Ce qui se dit en creux tout au long de ce récit, c’est le caractère hautement problématique de la notion d’intimité au sens le plus occidental de ce mot, dans une autre civilisation où elle ne constitue pas une valeur, comme peuvent en témoigner les personnes qui ont vécu longtemps dans un espace où elle n’avait aucun sens. Paul Fournel pose très bien le problème dans le message du 15 mars 2001 : « Comme chacun, je transporte autour de moi un cube d’air qui appartient à ma personne. Une zone que la culture, le paysage, la grandeur du ciel, la largeur de la rue et la qualité de l’air dessinent. C’est dans cet espace que savent entrer les amis, les amours. C’est en dehors de cet espace que les autres se tiennent. […] Au Caire, certains jours et en certains endroits, la ville me prend tout mon cube. Je suis à vif sur le monde. Ma peau se hérisse et mes gencives se rétractent ». On ne saurait mieux dire.
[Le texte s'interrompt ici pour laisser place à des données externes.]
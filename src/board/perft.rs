/*
 * This Source Code Form is subject to the terms of the Mozilla Public
 * License, v. 2.0. If a copy of the MPL was not distributed with this
 * file, You can obtain one at https://mozilla.org/MPL/2.0/.
 */

use super::{Game, Move};

/// Perform a perft at the specified depth, collecting only data about the number of possible positions (nodes).
///
/// This performs bulk counting, meaning that, at depth 1, it returns the number of available moves,
/// rather than making them, recursing again, and returning 1 for each terminal case.
///
/// The game is restored to its original state before this returns.
#[inline(always)]
pub fn perft(game: &mut Game, depth: usize) -> u64 {
    perft_generic::<true>(game, depth)
}

/// Perform a perft at the specified depth, returning the number of nodes reachable after each move available at the root.
pub fn splitperft(game: &mut Game, depth: usize) -> Vec<(Move, u64)> {
    if depth == 0 {
        return Vec::new();
    }

    game.legal_moves()
        .into_iter()
        .map(|mv| {
            let mut child = game.make_scoped(mv);
            (mv, perft_generic::<true>(&mut child, depth - 1))
        })
        .collect()
}

/// Generic version of [`perft`] that allows you to specify whether to perform bulk counting.
pub fn perft_generic<const BULK: bool>(game: &mut Game, depth: usize) -> u64 {
    // Bulk counting; no need to recurse again just to apply a singular move and return 1.
    if BULK && depth == 1 {
        return game.legal_moves().len() as u64;
    }
    // Recursion limit; return 1, since we're fathoming this node.
    else if depth == 0 {
        return 1;
    }

    game.legal_moves().into_iter().fold(0, |nodes, mv| {
        let mut child = game.make_scoped(mv);
        nodes + perft_generic::<BULK>(&mut child, depth - 1)
    })
}

#[cfg(test)]
mod tests {
    use super::*;

    #[test]
    fn test_bulk_matches_full_count() {
        let mut game = Game::default();
        assert_eq!(perft_generic::<true>(&mut game, 3), perft_generic::<false>(&mut game, 3));
    }

    #[test]
    fn test_splitperft_sums_to_perft() {
        let mut game = Game::default();
        let split = splitperft(&mut game, 3);
        assert_eq!(split.len(), 20);
        assert_eq!(split.iter().map(|(_, nodes)| nodes).sum::<u64>(), 8_902);
        assert_eq!(game, Game::default());
    }
}
/*
 * This Source Code Form is subject to the terms of the Mozilla Public
 * License, v. 2.0. If a copy of the MPL was not distributed with this
 * file, You can obtain one at https://mozilla.org/MPL/2.0/.
 */

use crate::{Game, Move, MoveList};

/// Returns every legal move in `game` that, once made, leaves the mover's King unattacked.
///
/// Each candidate is made on `game` and taken back before the next is tried,
/// so `game` is unchanged when this returns.
/// The order of the returned moves is the order of [`Game::legal_moves`], but callers should not rely on it.
///
/// # Example
/// ```
/// # use newt::*;
/// let mut game = Game::default();
/// assert_eq!(safe_moves(&mut game).len(), 20);
/// assert_eq!(game, Game::default());
/// ```
pub fn safe_moves(game: &mut Game) -> MoveList {
    let candidates = game.legal_moves();
    filter_safe(game, candidates)
}

/// Keeps only the `candidates` that do not leave the mover's King attacked in `game`.
///
/// A side without a King is never considered to be in danger.
pub fn filter_safe(game: &mut Game, candidates: impl IntoIterator<Item = Move>) -> MoveList {
    let mover = game.side_to_move();

    candidates
        .into_iter()
        .filter(|&mv| {
            let after = game.make_scoped(mv);
            let safe = after
                .king_square(mover)
                .map_or(true, |king| !after.is_attacked(king, !mover));
            safe
        })
        .collect()
}

#[cfg(test)]
mod tests {
    use super::*;
    use crate::{CastlingRights, Color, Square, FEN_STARTPOS};

    #[test]
    fn test_safe_moves_match_legal_moves() {
        let fens = [
            FEN_STARTPOS,
            "r3k2r/p1ppqpb1/bn2pnp1/3PN3/1p2P3/2N2Q1p/PPPBBPPP/R3K2R w KQkq - 0 1",
            "8/2p5/3p4/KP5r/1R3p1k/8/4P1P1/8 w - - 0 1",
            "rnbqkbnr/ppp1p1pp/8/3pPp2/8/8/PPPP1PPP/RNBQKBNR w KQkq f6 0 3",
        ];

        for fen in fens {
            let mut game = Game::from_fen(fen).unwrap();
            let before = game.clone();
            assert_eq!(safe_moves(&mut game), game.legal_moves(), "Mismatch on {fen}");
            assert_eq!(game, before, "{fen} was modified");
        }
    }

    #[test]
    fn test_pseudo_legal_moves_are_filtered() {
        // The e2 knight is pinned by the e8 rook
        let mut game = Game::from_fen("4r2k/8/8/8/8/8/4N3/4K3 w - - 0 1").unwrap();
        let candidates = game.pseudo_legal_moves();
        let safe = filter_safe(&mut game, candidates.iter().copied());

        assert!(candidates.iter().any(|mv| mv.from() == Square::E2));
        assert!(safe.iter().all(|mv| mv.from() != Square::E2));
        assert_eq!(safe, game.legal_moves());
    }

    #[test]
    fn test_missing_king_is_safe() {
        let game = Game::from_fen("4k3/8/8/8/8/8/4P3/4K3 w - - 0 1").unwrap();
        let mut board = *game.board();
        board.take(Square::E1);
        let mut king_less = Game::from_parts(board, Color::White, CastlingRights::NONE, None, 0, 1);

        let pawn_moves = king_less.legal_moves();
        assert_eq!(pawn_moves.len(), 2);
        assert_eq!(filter_safe(&mut king_less, pawn_moves.clone()), pawn_moves);
    }
}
Il en propose même une explication d’ordre économique dans l’entrée du 8 mars 2001 : « J’ai dû réviser mon dehors et mon dedans. […] Le dehors et le dedans ne sont pas des entités contradictoires. On passe de l’un à l’autre sans ôter son chapeau. Il n’y a pas entre eux de porte ou de vitre. Il faut aller dans les quartiers riches pour retrouver l’usage des cloisons et l’empilement des cubes. Ailleurs, le monde déborde ».

 

On pourrait également proposer un parcours politique, en prenant comme fil directeur les relations de l’Egypte et d’Israël qui sont évoquées dans plusieurs messages au ton parfois humoristique. On attend bien sûr l’auteur au tournant du 11 septembre 2001. C’est le lendemain qu’il en est question, dans un message rétrospectif : « 11 septembre après-midi. Sont-ils vraiment obligés de sauter de joie dans les rues, de nous crier que nous sommes foutus et qu’ils auront tous ? »

 

La brièveté de certains messages peut être d’une efficacité redoutable, comme dans celui du 8 avril 2001 : « 96% des filles de la campagne sont excisées. Trop tard. C’est fait. Mais on peut encore leur apprendre à lire. »

 

La condition des femmes n’est en effet pas absente de ces choses vues et anecdotes, où l’humour permet de lutter contre la gravité du sujet. Ainsi dans le message du 28 février 2001 : « Les Egyptiens qui ont encore envie d’en rire ont trouvé un nom pour les femmes noires, celles qui sont bâchées de la tête aux pieds, qui portent des gants noirs et des chaussures noires. Ils les nomment les "boîtes aux lettres", à cause de la minuscule fente par où elles peuvent voir et par où on leur glisserait volontiers des messages ». Le sujet se précise, toujours sur le mode d’un comique glaçant, dans le message du 27 mars 2001 : « Record battu : j’ai vu une boîte aux lettres à lunettes avec le voile noir par-dessus les lunettes. Prudente, elle marchait avec la main posée sur l’épaule de son mari, qui pavanait sa barbe dans la ruelle. […] >Cette femme m’a fait repenser, allez savoir pourquoi, à ces vrais aveugles que j’avais vus au ski et qui enfonçaient leur bonnet jusqu’au nez ».

 

On lira aussi avec délices et profit le message du 27 août 2001 sur « l’affaire des maillots de bain » qui peut faire rire ou frémir selon l’humeur du moment, en particulier dans la description du « maillot islamique ». On comprend alors que la question déterminante de la religion n’est jamais abordée de fr ont, sous forme de traité ou de réflexion qui prétendrait au sérieux, mais de biais et avec le léger décalage de l’humour, ce qui n’empêche pas des effets de vérité saisissants.

 

Signalons enfin quelques saluts facétieux aux amis oulipiens (16 janvier 2001, 29 octobre 2001), et laissons le lecteur aller lui-même faire son marché dans le grand souk du Caire, et déguster à son rythme ces délices d’écriture. Il aura peut-être l’impression de savourer des pâtisseries orientales, succulentes et variées, mais confectionnées par les mots et pour une fois sans un gramme de sucre ni de gras.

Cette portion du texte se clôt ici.